Comment by ano-ther

10 months ago

What’s the backstory?

> There was no real progress in negotiations with Organic Maps shareholders.

> It appears that Viktor is only open to a guarantee not to sell the project, however besides that he wants to retain full control of Organic Maps.

> And Organic Maps future is uncertain still, as the disagreement between shareholders (Viktor and Roman) has not been resolved.

I'm more partial to a BDFL than a committee, so I'm not sure why I'd prefer this fork. Community management is not a de facto improvement.

  • I'd have agreed with you a year ago, but the WordPress debacle shows that the BDFL concept really hangs on the "benevolent" part of the job description. If your BDFL goes rancid your only option is to fork, and hostile forks are very difficult to pull off because it almost invariably forks the community.

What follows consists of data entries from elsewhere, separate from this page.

use axum::routing::{get, post};
use axum::Router;

use crate::handlers::{health_handler, redirect_handler, shorten_handler};
use crate::state::AppState;

pub struct App {}

impl App {
    pub fn router(state: AppState) -> Router {
        Router::new()
            .route("/health", get(health_handler))
            .route("/shorten", post(shorten_handler))
            .route("/{code}", get(redirect_handler))
            .with_state(state)
    }
}
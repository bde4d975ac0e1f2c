use keyhole_shortener::Shortener;
use std::sync::Arc;

#[derive(Clone)]
pub struct AppState {
    shortener: Arc<dyn Shortener>,
    base_url: String,
}

impl AppState {
    pub fn new(shortener: Arc<dyn Shortener>, public_base_url: impl Into<String>) -> Self {
        Self {
            shortener,
            base_url: public_base_url.into(),
        }
    }

    pub fn shortener(&self) -> &dyn Shortener {
        self.shortener.as_ref()
    }

    pub fn base_url(&self) -> &str {
        &self.base_url
    }
}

    The BDFL archetype is basically Plato's philosopher king. It's a nice and appealing idea in theory, and works well if you get a good one (Matz for Ruby, by all accounts). But it's risky, and it's hard to be sure yours is actually benevolent and will stay benevolent.

  • BDFL is a good concept. As long as money stays out of it. If the DFL collects money in a for profit Organisation and isn't transparent about usage, this is unsatisfactory to other contributors.

    I am not sure there is a huge market for selling the company, though, given the track record of the owners for taking the money and then forking away and trying to pull the users over.

  • It sounds like the problem is that they don't trust the BDFL to be B, since they're asking for more financial transparency and a bunch of other stuff.

  • I could have been a BDFL for a project that I authored, but chose against that.

    I often say that the best thing that I ever did for the project, was walk away from it. The team that took it over, has made it extremely successful.